During the currency of the lesse, a bed of shell-marle was discovered on this farm. The landlord, being interrupted in working it by his tenant, brought a declarator of his exclusive right to this marle, and to the working of it during the lease.

In this action, the Lord Ordinary found, “That the property of the marle in question belongs to the pursuer, and that the defenders have no right or title to work, use, or dispose, of the said marle: That the defenders did wrong in interrupting the pursuer in working the said marle, and in working and using thereof themselves.”

Pleaded for the tenant in a reclaiming petition, 1mo, That he had right to lay this marle on the lands of the farm for their improvement :—Admitting, that he had no title to carry the marle off the farm, or to use it in any other way.

The contract of lease implies a right in the tenant to this extent, over all natural manures found within the grounds. Marle is only to be considered as a richer species of soil; the tenant must be allowed to mix this soil, as a manure, with any other, for the better cultivation of the lands, in the same manner as he mixes a sandy with a clayey soil for that purpose.

If the tenant attempts to abuse this right by laying on too much marle, or by over-cropping after it, the landlord has the same remedy as against over-liming, mislabouring, or any other kind of husbandry pernicious to his property. But the possibility of mismanagement is not sufficient cause for excluding the tenant altogether from so useful a mean of improvement, and would equally apply to exclude the use of lime or marle purchased from a third party.
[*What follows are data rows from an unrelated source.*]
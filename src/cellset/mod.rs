//! Reshapes raw multidimensional results into axis metadata and dense value
//! grids. The raw result handle stays behind the [`RawCellSet`] boundary
//! trait; any blocking cell fetches happen inside the driver, not here.

use crate::error::MdxError;
use hashbrown::HashMap;
use itertools::Itertools;

/// Axis kinds derived from olap4j axis ordinals. Ordinals past `CHAPTERS`
/// report as `Sections`.
#[derive(Clone, Copy, Debug, Eq, PartialEq, Hash, Serialize, Deserialize)]
pub enum AxisKind {
    Slicer,
    Columns,
    Rows,
    Pages,
    Chapters,
    Sections,
}

impl AxisKind {
    pub fn from_ordinal(ordinal: i32) -> Self {
        match ordinal {
            -1 => AxisKind::Slicer,
            0 => AxisKind::Columns,
            1 => AxisKind::Rows,
            2 => AxisKind::Pages,
            3 => AxisKind::Chapters,
            _ => AxisKind::Sections,
        }
    }
}

/// Which cell representation to fetch from the raw result.
#[derive(Clone, Copy, Debug, Eq, PartialEq, Hash, Serialize, Deserialize)]
pub enum ValueRepr {
    /// The typed scalar value.
    Value,
    /// The engine-formatted display string.
    FormattedValue,
}

impl Default for ValueRepr {
    fn default() -> Self {
        ValueRepr::FormattedValue
    }
}

/// A scalar cell value in either representation.
#[derive(Clone, Debug, PartialEq, Serialize, Deserialize)]
pub enum ScalarValue {
    Text(String),
    Number(f64),
    Empty,
}

/// A member as exposed by the raw result, before shaping.
#[derive(Clone, Debug, Eq, PartialEq, new)]
pub struct RawMember {
    pub caption: String,
    pub unique_name: String,
    pub child_count: usize,
}

/// A member descriptor along an axis position. `drillable` is true iff the
/// member has at least one child.
#[derive(Clone, Debug, Eq, PartialEq, Serialize, Deserialize, new)]
pub struct Member {
    pub name: String,
    pub unique_name: String,
    pub drillable: bool,
}

/// One result axis: its kind and the ordered member tuples at each position.
#[derive(Clone, Debug, PartialEq, Serialize, Deserialize, new)]
pub struct AxisData {
    pub axis: AxisKind,
    pub positions: Vec<Vec<Member>>,
}

/// Boundary to the driver's multidimensional result object.
pub trait RawCellSet {
    fn axis_count(&self) -> usize;
    fn axis_ordinal(&self, axis: usize) -> i32;
    fn position_count(&self, axis: usize) -> usize;
    fn position_members(&self, axis: usize, position: usize) -> Vec<RawMember>;
    /// Fetches the scalar at `coordinates` (`[column, row]` for two-axis
    /// results) in the requested representation.
    fn cell_value(&self, coordinates: &[usize], representation: ValueRepr) -> ScalarValue;
}

/// A shaped view over one raw result handle.
///
/// Axis metadata and value grids are computed once per handle and memoized.
/// Grids are memoized per representation: requesting formatted values after
/// raw values recomputes rather than returning the first-computed matrix.
/// Not thread-safe; both accessors take `&mut self`.
#[derive(new)]
pub struct CellSet {
    raw: Box<dyn RawCellSet>,
    #[new(default)]
    axes: Option<Vec<AxisData>>,
    #[new(default)]
    values: HashMap<ValueRepr, Vec<Vec<ScalarValue>>>,
}

impl CellSet {
    /// Returns the axis descriptors of the raw result, in axis order.
    pub fn axes(&mut self) -> &[AxisData] {
        let raw = &self.raw;
        self.axes.get_or_insert_with(|| build_axes(raw.as_ref()))
    }

    /// Returns the dense row-major value grid, sized
    /// `(row positions x column positions)`. Fails unless the raw result
    /// exposes exactly two axes. Empty display strings normalize to `"0"`.
    pub fn values(&mut self, representation: ValueRepr) -> Result<&[Vec<ScalarValue>], MdxError> {
        let axis_count = self.raw.axis_count();
        if axis_count != 2 {
            return Err(MdxError::UnsupportedDimensionality(axis_count));
        }

        if !self.values.contains_key(&representation) {
            let grid = build_grid(self.raw.as_ref(), representation);
            self.values.insert(representation, grid);
        }
        Ok(&self.values[&representation])
    }
}

fn build_axes(raw: &dyn RawCellSet) -> Vec<AxisData> {
    (0..raw.axis_count())
        .map(|axis| {
            let positions = (0..raw.position_count(axis))
                .map(|position| {
                    raw.position_members(axis, position)
                        .into_iter()
                        .map(|member| {
                            Member::new(
                                member.caption,
                                member.unique_name,
                                member.child_count > 0,
                            )
                        })
                        .collect_vec()
                })
                .collect_vec();
            AxisData::new(AxisKind::from_ordinal(raw.axis_ordinal(axis)), positions)
        })
        .collect_vec()
}

fn build_grid(raw: &dyn RawCellSet, representation: ValueRepr) -> Vec<Vec<ScalarValue>> {
    let columns = raw.position_count(0);
    let rows = raw.position_count(1);

    let mut grid = vec![vec![ScalarValue::Empty; columns]; rows];
    for column in 0..columns {
        for row in 0..rows {
            let mut value = raw.cell_value(&[column, row], representation);
            // Engines report empty cells as empty display strings.
            if let ScalarValue::Text(text) = &value {
                if text.is_empty() {
                    value = ScalarValue::Text("0".to_owned());
                }
            }
            grid[row][column] = value;
        }
    }
    grid
}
In this case, the tenant having a special power to win lime-stone, the inferior right of spreading marle is implied.

2do, Though the landlord were entitled to the exclusive property of this marle, he cannot work it, nor cut the ground with roads for that purpose during the currency of the lease.
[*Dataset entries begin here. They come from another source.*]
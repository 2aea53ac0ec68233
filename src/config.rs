//! Scrape configuration.
//!
//! Settings come from three layers, highest priority first:
//!
//! 1. Command-line flags and their environment variables (see [`crate::cli`])
//! 2. An optional YAML file passed with `--config`
//! 3. The defaults below, which target the Wiley table of contents the
//!    scraper was written for
//!
//! # Example File
//!
//! ```yaml
//! page_url: https://onlinelibrary.wiley.com/toc/14764431/0/0
//! base_url: https://onlinelibrary.wiley.com/
//! selector: a.issue-item__title
//! min_articles: 5
//! limit: 1000
//! ```

use serde::Deserialize;
use std::path::{Path, PathBuf};
use thiserror::Error;
use tokio::fs;
use tracing::{info, instrument};
use url::Url;

pub const DEFAULT_PAGE_URL: &str = "https://onlinelibrary.wiley.com/toc/14764431/0/0";
pub const DEFAULT_BASE_URL: &str = "https://onlinelibrary.wiley.com/";
pub const DEFAULT_SELECTOR: &str = "a.issue-item__title";
pub const DEFAULT_MIN_ARTICLES: usize = 5;
pub const DEFAULT_MAX_ARTICLES: usize = 1000;

#[derive(Debug, Error)]
pub enum ConfigError {
    #[error("failed to read config file {}: {source}", .path.display())]
    Io {
        path: PathBuf,
        #[source]
        source: std::io::Error,
    },
    #[error("failed to parse config file {}: {source}", .path.display())]
    Yaml {
        path: PathBuf,
        #[source]
        source: serde_yaml::Error,
    },
}

/// What to scrape and how many articles to keep.
#[derive(Debug, Clone, PartialEq, Eq, Deserialize)]
#[serde(default, deny_unknown_fields)]
pub struct ScrapeConfig {
    /// The listing page to fetch.
    pub page_url: Url,
    /// Base against which relative article links are resolved.
    pub base_url: Url,
    /// CSS selector matching one link element per article.
    pub selector: String,
    /// A scrape yielding fewer articles than this is treated as broken.
    pub min_articles: usize,
    /// Maximum number of articles the store retains (0 = unbounded).
    pub limit: usize,
}

impl Default for ScrapeConfig {
    fn default() -> Self {
        Self {
            page_url: Url::parse(DEFAULT_PAGE_URL).expect("default page URL is valid"),
            base_url: Url::parse(DEFAULT_BASE_URL).expect("default base URL is valid"),
            selector: DEFAULT_SELECTOR.to_string(),
            min_articles: DEFAULT_MIN_ARTICLES,
            limit: DEFAULT_MAX_ARTICLES,
        }
    }
}

impl ScrapeConfig {
    pub fn from_yaml(yaml: &str) -> Result<Self, serde_yaml::Error> {
        // An empty document deserializes as unit, not as an empty map
        if yaml.trim().is_empty() {
            return Ok(Self::default());
        }
        serde_yaml::from_str(yaml)
    }
}

/// Read a [`ScrapeConfig`] from a YAML file. Missing keys take their defaults.
#[instrument(level = "info", skip_all, fields(path = %path.display()))]
pub async fn load_config(path: &Path) -> Result<ScrapeConfig, ConfigError> {
    let yaml = fs::read_to_string(path).await.map_err(|source| ConfigError::Io {
        path: path.to_path_buf(),
        source,
    })?;
    let config = ScrapeConfig::from_yaml(&yaml).map_err(|source| ConfigError::Yaml {
        path: path.to_path_buf(),
        source,
    })?;
    info!(?config, "Loaded scrape configuration");
    Ok(config)
}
The landlord insisted, 1mo, That he had the exclusive right to all shell-marle found within the farm. The lease imports only a temporary right to the yearly fruits of the soil, and extends not to minerals, or any substance found in beds or mines different from the soil; Stair. B. 2. p. 9. § 31; see No. 131. p.15253.

Shell-marle is a substance as distinct from the soil as coal or lime-stone, and found, like these, in a separate bed. Being no part of what is let to the tenant, he can no more work these substances for purposes within the farm, than for those without it. If he needs them for the use of his lands, he must purchase them from the landlord, whose exclusive property they are.

Shell-marle being a substance different from the soil, it could have no effect on this question, though the tenant had a right to mix one soil with another. But, even in that case, if the landlord can qualify a beneficial interest in the preventing of it, and his objection is not emulous, it may be contended on sound principles, that the tenant would not be allowed to transport one soil to lay upon another.—Shell-marle is a substance in commercio as much as lime or coals. It is, therefore, not emulous on the part of the landlord to oppose the tenant’s depriving him of this beneficial property.

The power of winning lime-stones, given by the lease, implies no right to work marle, which is a different substance.

2do, The landlord having the right to the marle, must be entitled to work it during the lease, on paying the tenant’s damages for the roads, &c. though there be no reservation to that effect in the lease ; as was expressly found in the case of a coal-mine, Hamilton, 21st June, 1768, No. 149. p. 15226.

Observed on the Bench: Clay-marle, and shell-marle, are of a different nature. The latter is as much a separate substance from the soil as a quarry of lime-stone, and the tenant has no right, in virtue of his lease, to take and use it without a special power for that purpose. Whether he may take clay-marle, or any part of the soil, and put it upon another, without the landlord’s consent, it is not necessary to determine in the present question.

The Court adhered.

Act, Ilay Campbell, John Anstruther. Alt, Geo. Wallace. Fol. Dic. v. 4. p. 326. Fac. Coll. No. 9. p. 20.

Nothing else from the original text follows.